Usamos sequenciamento genético de vírus para tentar entender de onde vêm os vírus e como eles se espalham. E para usar esses dados em tempo real, por exemplo, durante um surto, temos que entender exatamente o quão precisos são os dados que fornecemos. As principais vantagens dessas técnicas são que é relativamente barato, é rápido e permite codificação base em tempo real que pode ser usada para sequenciamento em campo.
Este método pode ser usado para a geração oportuna de dados sequenciais que, por exemplo, podem ser usados para determinar a origem de uma infinidade de patógenos. Essa técnica pode ser complexa para usuários iniciantes e é necessário conhecimento básico do Unix. Especialmente para a instalação dos diferentes pacotes de software.

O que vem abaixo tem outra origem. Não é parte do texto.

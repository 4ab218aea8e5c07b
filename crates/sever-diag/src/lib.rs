#![deny(missing_docs)]
//! Multi-chain convergence diagnostics and trace export for Sever.
//!
//! These operate on finished samplers' traces only (§5: "diagnostics take
//! a read-only list of finished samplers") — this crate never drives a
//! sampler itself, it just reduces several chains'
//! [`sever_mcmc::ParameterTrace`] into a scalar convergence report or a
//! combined CSV export.

/// CSV export for a named collection of parameter traces.
pub mod export;
/// Gelman-Rubin R-hat and multi-chain effective sample size.
pub mod rhat;

pub use export::export_trace_csv;
pub use rhat::{gelman_rubin, multi_chain_ess};
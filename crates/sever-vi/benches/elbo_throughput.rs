use criterion::{black_box, criterion_group, criterion_main, Criterion};
use indexmap::IndexMap;
use sever_dist::Registry;
use sever_vi::{VarFamily, ViConfig, ViSolver};

fn elbo_throughput_bench(c: &mut Criterion) {
    c.bench_function("vi_optimize_gaussian_target_100iter", |b| {
        b.iter(|| {
            let config = ViConfig {
                max_iterations: 100,
                sample_size: 50,
                seed: Some(1),
                ..ViConfig::default()
            };
            let mut solver = ViSolver::new(config, Registry::new());
            solver.init_variable("x", VarFamily::Gaussian).unwrap();
            let stats = solver.optimize(
                |p: &IndexMap<String, f64>, _: &()| -0.5 * p["x"] * p["x"],
                &(),
            );
            black_box(stats.final_elbo);
        });
    });
}

criterion_group!(benches, elbo_throughput_bench);
criterion_main!(benches);
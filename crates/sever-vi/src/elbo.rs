//! Monte Carlo evidence lower bound (ELBO) estimation.

use indexmap::IndexMap;
use rand::RngCore;
use sever_dist::Registry;

use crate::family::VariationalDist;

/// Estimates the ELBO of a mean-field joint `variables` against
/// `log_prob_fn` (§4.G "ELBO estimation"):
///
/// `ELBO ~= (1/sample_size) * sum_i log_prob_fn(x_i) + sum_v entropy(v)`
///
/// where each `x_i` is an independent draw from the full mean-field joint
/// and the entropy term is the closed-form (or Monte Carlo, for a
/// `Mixture` family) entropy of each variable's current distribution.
pub fn compute_elbo<F, C>(
    variables: &IndexMap<String, VariationalDist>,
    registry: &Registry,
    rng: &mut dyn RngCore,
    sample_size: usize,
    log_prob_fn: &F,
    context: &C,
) -> f64
where
    F: Fn(&IndexMap<String, f64>, &C) -> f64,
{
    let n = sample_size.max(1);
    let mut expected_log_prob = 0.0;
    for _ in 0..n {
        let sample: IndexMap<String, f64> = variables
            .iter()
            .map(|(name, dist)| (name.clone(), dist.sample(rng, registry)))
            .collect();
        expected_log_prob += log_prob_fn(&sample, context);
    }
    expected_log_prob /= n as f64;

    let entropy_sum: f64 = variables
        .values()
        .map(|dist| dist.entropy(registry, rng, n))
        .sum();

    expected_log_prob + entropy_sum
}
//! Structured error types shared across Sever crates.

use std::collections::BTreeMap;
use std::fmt::{self, Display};

use serde::{Deserialize, Serialize};
use thiserror::Error;

/// Structured payload attached to every [`SeverError`] variant.
#[derive(Debug, Clone, PartialEq, Eq, Serialize, Deserialize)]
pub struct ErrorInfo {
    /// Stable machine readable error code.
    pub code: String,
    /// Human readable diagnostic message.
    pub message: String,
    /// Contextual key value pairs (parameter names, sizes, etc.).
    #[serde(default)]
    pub context: BTreeMap<String, String>,
    /// Optional hint that may help the caller resolve the issue.
    #[serde(skip_serializing_if = "Option::is_none")]
    pub hint: Option<String>,
}

impl ErrorInfo {
    /// Creates a new error payload with the provided code and message.
    pub fn new(code: impl Into<String>, message: impl Into<String>) -> Self {
        Self {
            code: code.into(),
            message: message.into(),
            context: BTreeMap::new(),
            hint: None,
        }
    }

    /// Adds a context entry to the payload.
    pub fn with_context(mut self, key: impl Into<String>, value: impl Into<String>) -> Self {
        self.context.insert(key.into(), value.into());
        self
    }

    /// Sets a human readable hint for remediation.
    pub fn with_hint(mut self, hint: impl Into<String>) -> Self {
        self.hint = Some(hint.into());
        self
    }
}

/// Canonical error type for the Sever inference engine.
///
/// Numerical domain issues (log of a non-positive number, a rejected
/// proposal) are never represented here — they propagate as `-inf`/`NaN`
/// through ordinary `f64` values. This enum is reserved for structural
/// failures that a caller cannot recover from by simply rejecting a sample.
#[derive(Debug, Clone, PartialEq, Eq, Serialize, Deserialize, Error)]
#[serde(tag = "kind", content = "detail")]
pub enum SeverError {
    /// A variable name was referenced that does not exist in the graph or solver.
    #[error("invalid variable: {0}")]
    InvalidVariable(ErrorInfo),
    /// An autodiff primitive received an expression variant it cannot evaluate.
    #[error("invalid operation: {0}")]
    InvalidOperation(ErrorInfo),
    /// The requested sampling method is declared but not implemented.
    #[error("not implemented: {0}")]
    NotImplemented(ErrorInfo),
    /// Fewer than two usable chains were supplied to a diagnostic.
    #[error("insufficient chains: {0}")]
    InsufficientChains(ErrorInfo),
    /// A chain did not have enough samples for the requested diagnostic.
    #[error("insufficient data: {0}")]
    InsufficientData(ErrorInfo),
    /// A graphical-model declaration referenced a missing parent or observation.
    #[error("invalid model: {0}")]
    InvalidModel(ErrorInfo),
    /// A mixture component was given a non-positive weight.
    #[error("invalid weight: {0}")]
    InvalidWeight(ErrorInfo),
    /// Mixture component weights did not sum to one within tolerance.
    #[error("weights not normalized: {0}")]
    WeightsNotNormalized(ErrorInfo),
    /// A mixture was constructed with zero components.
    #[error("empty mixture: {0}")]
    EmptyMixture(ErrorInfo),
    /// An allocation or resource limit was exceeded.
    #[error("out of memory: {0}")]
    OutOfMemory(ErrorInfo),
    /// An I/O operation (trace export, checkpoint read/write) failed.
    #[error("io error: {0}")]
    IoError(ErrorInfo),
}

impl Display for ErrorInfo {
    fn fmt(&self, f: &mut fmt::Formatter<'_>) -> fmt::Result {
        write!(f, "{} (code: {})", self.message, self.code)?;
        if !self.context.is_empty() {
            write!(f, " | context: [")?;
            for (idx, (key, value)) in self.context.iter().enumerate() {
                if idx > 0 {
                    write!(f, ", ")?;
                }
                write!(f, "{key}={value}")?;
            }
            write!(f, "]")?;
        }
        if let Some(hint) = &self.hint {
            write!(f, " | hint: {hint}")?;
        }
        Ok(())
    }
}

impl SeverError {
    /// Returns a reference to the payload describing the error.
    pub fn info(&self) -> &ErrorInfo {
        match self {
            SeverError::InvalidVariable(info)
            | SeverError::InvalidOperation(info)
            | SeverError::NotImplemented(info)
            | SeverError::InsufficientChains(info)
            | SeverError::InsufficientData(info)
            | SeverError::InvalidModel(info)
            | SeverError::InvalidWeight(info)
            | SeverError::WeightsNotNormalized(info)
            | SeverError::EmptyMixture(info)
            | SeverError::OutOfMemory(info)
            | SeverError::IoError(info) => info,
        }
    }
}

#[cfg(test)]
mod tests {
    use super::*;

    #[test]
    fn info_round_trips_through_builder_methods() {
        let info = ErrorInfo::new("E001", "bad parameter")
            .with_context("name", "sigma")
            .with_hint("sigma must be positive");
        assert_eq!(info.code, "E001");
        assert_eq!(info.context.get("name").map(String::as_str), Some("sigma"));
        assert_eq!(info.hint.as_deref(), Some("sigma must be positive"));
    }

    #[test]
    fn each_variant_exposes_its_info() {
        let info = ErrorInfo::new("X001", "boom");
        let err = SeverError::InvalidVariable(info.clone());
        assert_eq!(err.info(), &info);
        let err = SeverError::WeightsNotNormalized(info.clone());
        assert_eq!(err.info(), &info);
    }

    #[test]
    fn display_includes_context_and_hint() {
        let err = SeverError::InvalidModel(
            ErrorInfo::new("M001", "missing parent")
                .with_context("variable", "x")
                .with_hint("declare x before referencing it"),
        );
        let rendered = err.to_string();
        assert!(rendered.contains("missing parent"));
        assert!(rendered.contains("variable=x"));
        assert!(rendered.contains("declare x before referencing it"));
    }
}
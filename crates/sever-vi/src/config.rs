//! Configuration schema for the variational inference solver.

use serde::{Deserialize, Serialize};

/// Configuration for [`crate::kernel::ViSolver`], per spec §4.G. Every
/// field carries its own `#[serde(default = "...")]`, matching
/// `asm_mcmc::config::RunConfig`'s per-field default-function pattern.
#[derive(Debug, Clone, Serialize, Deserialize)]
pub struct ViConfig {
    /// Hard cap on optimization iterations.
    #[serde(default = "default_max_iterations")]
    pub max_iterations: usize,
    /// Monte Carlo draws per ELBO estimate.
    #[serde(default = "default_sample_size")]
    pub sample_size: usize,
    /// Base learning rate `alpha`.
    #[serde(default = "default_learning_rate")]
    pub learning_rate: f64,
    /// Multiplicative decay applied to `alpha` after an ELBO improvement.
    #[serde(default = "default_learning_rate_decay")]
    pub learning_rate_decay: f64,
    /// Convergence threshold on `|delta_elbo|`.
    #[serde(default = "default_tolerance")]
    pub tolerance: f64,
    /// Momentum coefficient for the gradient-ascent update.
    #[serde(default = "default_momentum_beta")]
    pub momentum_beta: f64,
    /// PRNG seed; `None` derives one from the current time.
    #[serde(default)]
    pub seed: Option<u64>,
}

fn default_max_iterations() -> usize {
    500
}

fn default_sample_size() -> usize {
    100
}

fn default_learning_rate() -> f64 {
    0.1
}

fn default_learning_rate_decay() -> f64 {
    0.99
}

fn default_tolerance() -> f64 {
    1e-4
}

fn default_momentum_beta() -> f64 {
    0.9
}

impl Default for ViConfig {
    fn default() -> Self {
        Self {
            max_iterations: default_max_iterations(),
            sample_size: default_sample_size(),
            learning_rate: default_learning_rate(),
            learning_rate_decay: default_learning_rate_decay(),
            tolerance: default_tolerance(),
            momentum_beta: default_momentum_beta(),
            seed: None,
        }
    }
}

#[cfg(test)]
mod tests {
    use super::*;

    #[test]
    fn default_matches_spec_table() {
        let cfg = ViConfig::default();
        assert_eq!(cfg.max_iterations, 500);
        assert_eq!(cfg.sample_size, 100);
        assert_eq!(cfg.learning_rate, 0.1);
        assert_eq!(cfg.learning_rate_decay, 0.99);
        assert_eq!(cfg.tolerance, 1e-4);
        assert_eq!(cfg.momentum_beta, 0.9);
    }
}
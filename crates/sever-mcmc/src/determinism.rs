//! Deterministic per-chain seed derivation.

use sever_core::derive_substream_seed;

/// Derives the deterministic seed used for one of `parallel_chains`
/// independent chains sharing a master seed (§5: "no shared global RNG for
/// parallel chains").
pub fn chain_seed(master_seed: u64, chain_index: usize) -> u64 {
    derive_substream_seed(master_seed, chain_index as u64)
}

#[cfg(test)]
mod tests {
    use super::*;

    #[test]
    fn distinct_chain_indices_yield_distinct_seeds() {
        let a = chain_seed(42, 0);
        let b = chain_seed(42, 1);
        assert_ne!(a, b);
    }

    #[test]
    fn same_inputs_are_deterministic() {
        assert_eq!(chain_seed(7, 3), chain_seed(7, 3));
    }
}
//! Variational families and the per-variable distribution they parameterize.

use indexmap::IndexMap;
use rand::RngCore;
use rand_distr::{Beta as BetaDist, Distribution as _, Exp, Gamma as GammaDist, Normal};
use sever_autodiff::log_gamma;
use sever_dist::{Distribution, Registry};
use serde::{Deserialize, Serialize};

/// Tag identifying which parametric family a [`VariationalDist`] belongs to.
#[derive(Debug, Clone, Copy, PartialEq, Eq, Serialize, Deserialize)]
pub enum VarFamily {
    /// `Normal(mu, sigma)`.
    Gaussian,
    /// `Gamma(shape, rate)`.
    Gamma,
    /// `Beta(alpha, beta)`.
    Beta,
    /// `Exponential(rate)`.
    Exponential,
    /// A fixed, registry-backed mixture; not gradient-optimized (§4.G).
    Mixture,
}

/// One variable's variational distribution.
///
/// Mean-field families (`Gaussian`/`Gamma`/`Beta`/`Exponential`) carry their
/// numeric parameters directly. `Mixture` is treated as an opaque
/// [`sever_dist::Distribution`] looked up by name in the registry passed to
/// every method here — its own parameters are never updated by
/// [`crate::kernel::ViSolver::update_parameters`].
#[derive(Debug, Clone)]
pub struct VariationalDist {
    family: VarFamily,
    params: IndexMap<String, f64>,
    mixture_distribution_name: Option<String>,
    mixture_params: Vec<f64>,
}

impl VariationalDist {
    /// Constructs a distribution with explicit parameters.
    pub fn new(family: VarFamily, params: IndexMap<String, f64>) -> Self {
        Self {
            family,
            params,
            mixture_distribution_name: None,
            mixture_params: Vec::new(),
        }
    }

    /// Constructs the family's default starting point (§4.G defaults):
    /// gaussian `{mu:0, sigma:1}`, gamma `{shape:1, rate:1}`, beta
    /// `{alpha:1, beta:1}`, exponential `{rate:1}`.
    pub fn default_for(family: VarFamily) -> Self {
        let mut params = IndexMap::new();
        match family {
            VarFamily::Gaussian => {
                params.insert("mu".to_string(), 0.0);
                params.insert("sigma".to_string(), 1.0);
            }
            VarFamily::Gamma => {
                params.insert("shape".to_string(), 1.0);
                params.insert("rate".to_string(), 1.0);
            }
            VarFamily::Beta => {
                params.insert("alpha".to_string(), 1.0);
                params.insert("beta".to_string(), 1.0);
            }
            VarFamily::Exponential => {
                params.insert("rate".to_string(), 1.0);
            }
            VarFamily::Mixture => {}
        }
        Self {
            family,
            params,
            mixture_distribution_name: None,
            mixture_params: Vec::new(),
        }
    }

    /// Binds a `Mixture` family to a named registry distribution and its
    /// positional parameter list (see
    /// [`sever_dist::registry::Registry::create_example_distributions`] for
    /// the `gaussian_mixture` built-in, which expects
    /// `[w1, mu1, sigma1, mu2, sigma2]`).
    pub fn with_mixture_distribution(mut self, name: impl Into<String>, params: Vec<f64>) -> Self {
        self.mixture_distribution_name = Some(name.into());
        self.mixture_params = params;
        self
    }

    /// The family tag.
    pub fn family(&self) -> VarFamily {
        self.family
    }

    /// The current numeric parameters (empty for `Mixture`).
    pub fn params(&self) -> &IndexMap<String, f64> {
        &self.params
    }

    /// Overwrites a single parameter's value.
    pub fn set_param(&mut self, name: &str, value: f64) {
        if let Some(slot) = self.params.get_mut(name) {
            *slot = value;
        }
    }

    /// Draws one sample from the current distribution.
    pub fn sample(&self, rng: &mut dyn RngCore, registry: &Registry) -> f64 {
        match self.family {
            VarFamily::Gaussian => {
                let mu = self.params["mu"];
                let sigma = self.params["sigma"].max(1e-9);
                Normal::new(mu, sigma).expect("sigma validated positive").sample(rng)
            }
            VarFamily::Gamma => {
                let shape = self.params["shape"].max(1e-9);
                let rate = self.params["rate"].max(1e-9);
                GammaDist::new(shape, 1.0 / rate)
                    .expect("shape/rate validated positive")
                    .sample(rng)
            }
            VarFamily::Beta => {
                let alpha = self.params["alpha"].max(1e-9);
                let beta = self.params["beta"].max(1e-9);
                BetaDist::new(alpha, beta)
                    .expect("alpha/beta validated positive")
                    .sample(rng)
            }
            VarFamily::Exponential => {
                let rate = self.params["rate"].max(1e-9);
                Exp::new(rate).expect("rate validated positive").sample(rng)
            }
            VarFamily::Mixture => self
                .mixture_dist(registry)
                .sample
                .map_or(0.0, |f| f(rng, &self.mixture_params)),
        }
    }

    /// Log-density of `x` under the current distribution.
    pub fn log_prob(&self, x: f64, registry: &Registry) -> f64 {
        match self.family {
            VarFamily::Gaussian => {
                let mu = self.params["mu"];
                let sigma = self.params["sigma"].max(1e-9);
                let z = (x - mu) / sigma;
                -0.5 * z * z - sigma.ln() - 0.5 * (2.0 * std::f64::consts::PI).ln()
            }
            VarFamily::Gamma => {
                let shape = self.params["shape"].max(1e-9);
                let rate = self.params["rate"].max(1e-9);
                if x <= 0.0 {
                    return f64::NEG_INFINITY;
                }
                shape * rate.ln() - log_gamma(shape) + (shape - 1.0) * x.ln() - rate * x
            }
            VarFamily::Beta => {
                let alpha = self.params["alpha"].max(1e-9);
                let beta = self.params["beta"].max(1e-9);
                if !(0.0..=1.0).contains(&x) {
                    return f64::NEG_INFINITY;
                }
                (alpha - 1.0) * x.ln() + (beta - 1.0) * (1.0 - x).ln()
                    - log_beta(alpha, beta)
            }
            VarFamily::Exponential => {
                let rate = self.params["rate"].max(1e-9);
                if x < 0.0 {
                    return f64::NEG_INFINITY;
                }
                rate.ln() - rate * x
            }
            VarFamily::Mixture => (self.mixture_dist(registry).log_prob)(x, &self.mixture_params),
        }
    }

    /// Differential entropy, closed-form per family (Glossary "Entropy");
    /// `Mixture` has no closed form and is estimated via Monte Carlo over
    /// `sample_size` draws from the opaque registry distribution.
    pub fn entropy(&self, registry: &Registry, rng: &mut dyn RngCore, sample_size: usize) -> f64 {
        match self.family {
            VarFamily::Gaussian => {
                let sigma = self.params["sigma"].max(1e-9);
                0.5 * (2.0 * std::f64::consts::PI * std::f64::consts::E * sigma * sigma).ln()
            }
            VarFamily::Exponential => {
                let rate = self.params["rate"].max(1e-9);
                1.0 - rate.ln()
            }
            VarFamily::Gamma => {
                let shape = self.params["shape"].max(1e-9);
                let rate = self.params["rate"].max(1e-9);
                shape - rate.ln() + log_gamma(shape) + (1.0 - shape) * digamma(shape)
            }
            VarFamily::Beta => {
                let alpha = self.params["alpha"].max(1e-9);
                let beta = self.params["beta"].max(1e-9);
                log_beta(alpha, beta)
                    - (alpha - 1.0) * digamma(alpha)
                    - (beta - 1.0) * digamma(beta)
                    + (alpha + beta - 2.0) * digamma(alpha + beta)
            }
            VarFamily::Mixture => {
                let dist = self.mixture_dist(registry);
                let n = sample_size.max(1);
                let mut acc = 0.0;
                for _ in 0..n {
                    let x = dist.sample.map_or(0.0, |f| f(rng, &self.mixture_params));
                    acc -= (dist.log_prob)(x, &self.mixture_params);
                }
                acc / n as f64
            }
        }
    }

    fn mixture_dist<'a>(&self, registry: &'a Registry) -> &'a Distribution {
        let name = self
            .mixture_distribution_name
            .as_deref()
            .expect("mixture family requires with_mixture_distribution");
        registry
            .get(name)
            .unwrap_or_else(|| panic!("mixture distribution '{name}' not found in registry"))
    }
}

/// Finite-difference digamma, matching the technique `sever-autodiff` uses
/// internally for the gamma log-density gradient.
fn digamma(x: f64) -> f64 {
    let h = 1e-6;
    (log_gamma(x + h) - log_gamma(x - h)) / (2.0 * h)
}

fn log_beta(a: f64, b: f64) -> f64 {
    log_gamma(a) + log_gamma(b) - log_gamma(a + b)
}

#[cfg(test)]
mod tests {
    use super::*;
    use rand::SeedableRng;
    use rand::rngs::StdRng;

    #[test]
    fn gaussian_defaults_match_spec_table() {
        let dist = VariationalDist::default_for(VarFamily::Gaussian);
        assert_eq!(dist.params()["mu"], 0.0);
        assert_eq!(dist.params()["sigma"], 1.0);
    }

    #[test]
    fn gaussian_entropy_matches_closed_form() {
        let mut params = IndexMap::new();
        params.insert("mu".to_string(), 0.0);
        params.insert("sigma".to_string(), 2.0);
        let dist = VariationalDist::new(VarFamily::Gaussian, params);
        let registry = Registry::new();
        let mut rng = StdRng::seed_from_u64(0);
        let expected = 0.5 * (2.0 * std::f64::consts::PI * std::f64::consts::E * 4.0).ln();
        assert!((dist.entropy(&registry, &mut rng, 10) - expected).abs() < 1e-9);
    }

    #[test]
    fn exponential_log_prob_matches_closed_form() {
        let mut params = IndexMap::new();
        params.insert("rate".to_string(), 2.0);
        let dist = VariationalDist::new(VarFamily::Exponential, params);
        let registry = Registry::new();
        let expected = (2.0_f64).ln() - 2.0 * 0.5;
        assert!((dist.log_prob(0.5, &registry) - expected).abs() < 1e-9);
        assert_eq!(dist.log_prob(-1.0, &registry), f64::NEG_INFINITY);
    }

    #[test]
    fn beta_entropy_is_symmetric_for_equal_params() {
        let mut params = IndexMap::new();
        params.insert("alpha".to_string(), 3.0);
        params.insert("beta".to_string(), 3.0);
        let dist = VariationalDist::new(VarFamily::Beta, params);
        let registry = Registry::new();
        let mut rng = StdRng::seed_from_u64(0);
        let entropy = dist.entropy(&registry, &mut rng, 10);
        assert!(entropy.is_finite());
    }
}
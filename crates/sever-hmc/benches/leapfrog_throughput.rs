use criterion::{black_box, criterion_group, criterion_main, Criterion};
use indexmap::IndexMap;
use sever_hmc::{HmcConfig, HmcSampler};

fn leapfrog_throughput_bench(c: &mut Criterion) {
    c.bench_function("hmc_sample_standard_normal_2k", |b| {
        b.iter(|| {
            let config = HmcConfig {
                initial_step_size: 0.1,
                num_leapfrog_steps: 10,
                adapt_step_size: false,
                seed: Some(1),
                ..HmcConfig::default()
            };
            let mut sampler = HmcSampler::new(config);
            sampler.init_parameter("x", 0.0, 1.0);
            sampler
                .sample(
                    2_000,
                    |p: &IndexMap<String, f64>, out: &mut IndexMap<String, f64>, _: &()| {
                        let x = p["x"];
                        out.insert("x".to_string(), -x);
                        -0.5 * x * x
                    },
                    &(),
                )
                .unwrap();
            black_box(sampler.get_acceptance_rate());
        });
    });
}

criterion_group!(benches, leapfrog_throughput_bench);
criterion_main!(benches);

A visualização deste método ajudará os usuários a determinar a taxa de erro de seus protocolos específicos de sequenciamento. E para responder a perguntas de pesquisa. A sequência é iniciada em um MinION conectado ao MinIT.
Depois de pré-formar uma sequência na plataforma Nanopore, carregue a carga de dados em Porechop. Para evitar contaminação e aumentar a precisão, use a demanda sublinhar dois, ressaltar a bandeira de códigos de barras e digite o comando conforme indicado. Após o des multiplexamento, use cutadapt para remover sequências e sequências de primer com um comprimento menor que 75 nucleotídeos usando o comando como indicado.
Use Minimap2 para mapear leituras de sequência de de multiplex contra o painel de cepas de referência distintas usando Minimap2. E usar Samtools para gerar uma sequência de consenso. Para alinhamentos baseados em referência, é essencial pré-formar uma explosão e pesquisar com a sequência de consenso gerada para identificar a cepa de referência mais próxima.
Em seguida, repita o alinhamento baseado em referência com a cepa de referência mais próxima como referência. Para determinar a cobertura de leitura necessária para compensar o perfil de erro no sequenciamento de Nanopore, selecione o mapeamento de sequência para um Amplicon e use Minimap2 para mapear as leituras de Nanopore contra este Amplicon. Use Samtools para selecionar apenas o mapeamento de leituras para Amplicon26 e converter o arquivo bam em fastq usando os comandos conforme indicado.
Selecione aleatoriamente subconjuntos de, por exemplo, 200 leituras de sequência mil vezes. Todas as leituras de sequência selecionadas aleatoriamente estão alinhadas ao Amplicon26. Use o KMA para mapear as leituras de sequência e para gerar imediatamente uma sequência de consenso usando as configurações otimizadas para sequenciamento de nanopore, conforme indicado pela bandeira bc nano.
Para inspecionar as sequências de consenso geradas, use os comandos conforme indicado. Para exibir a taxa de erro no ponto de estatísticas txt sob o título, bases de incompatibilidades de taxa de erro mapeadas, use o comando conforme indicado. Para exibir o número de indels é exibido sob os indels de título por ciclo use o comando conforme indicado.
Usando a célula de fluxo mais recente em combinação com o flip-flop de cor base, uma cobertura de leitura de 40 vezes resulta em resultados idênticos em comparação com o sequenciamento de Illumina. Uma cobertura de leitura de 30 vezes resulta em uma taxa de erro de 0,02% que corresponde a um erro em cada 585.000 nucleotídeos sequenciados. Enquanto uma cobertura de leitura de 20 vezes resulta em um erro em cada 63, 529 nucleotídeos sequenciados.
Uma leitura de cobertura de 10 vezes resulta em um erro em cada 3.312 nucleotídeos sequenciados. O que significa que mais de 3 nucleotídeos por quatro genomas do vírus Usutu estão sendo chamados de errados. Com uma cobertura de leitura acima de 30 vezes, não são observados indels.
Uma leitura de cobertura de 20 vezes resulta nas detecções de uma posição indel, enquanto uma cobertura de leitura de 10 vezes resulta em indels em 29 posições. O mais importante a se lembrar é que, embora nem sempre aparente, as atualizações no software ocorrem com frequência e podem influenciar os resultados. Existem várias opções de softwares para usar.
Demonstramos os programas mais usados. Mas diferentes softwares e versões diferentes desses softwares podem resultar em resultados diferentes. Mostramos um exemplo de como verificamos a qualidade dos dados de sequência que geramos.
E isso é fundamental para um suporte confiável para surtos.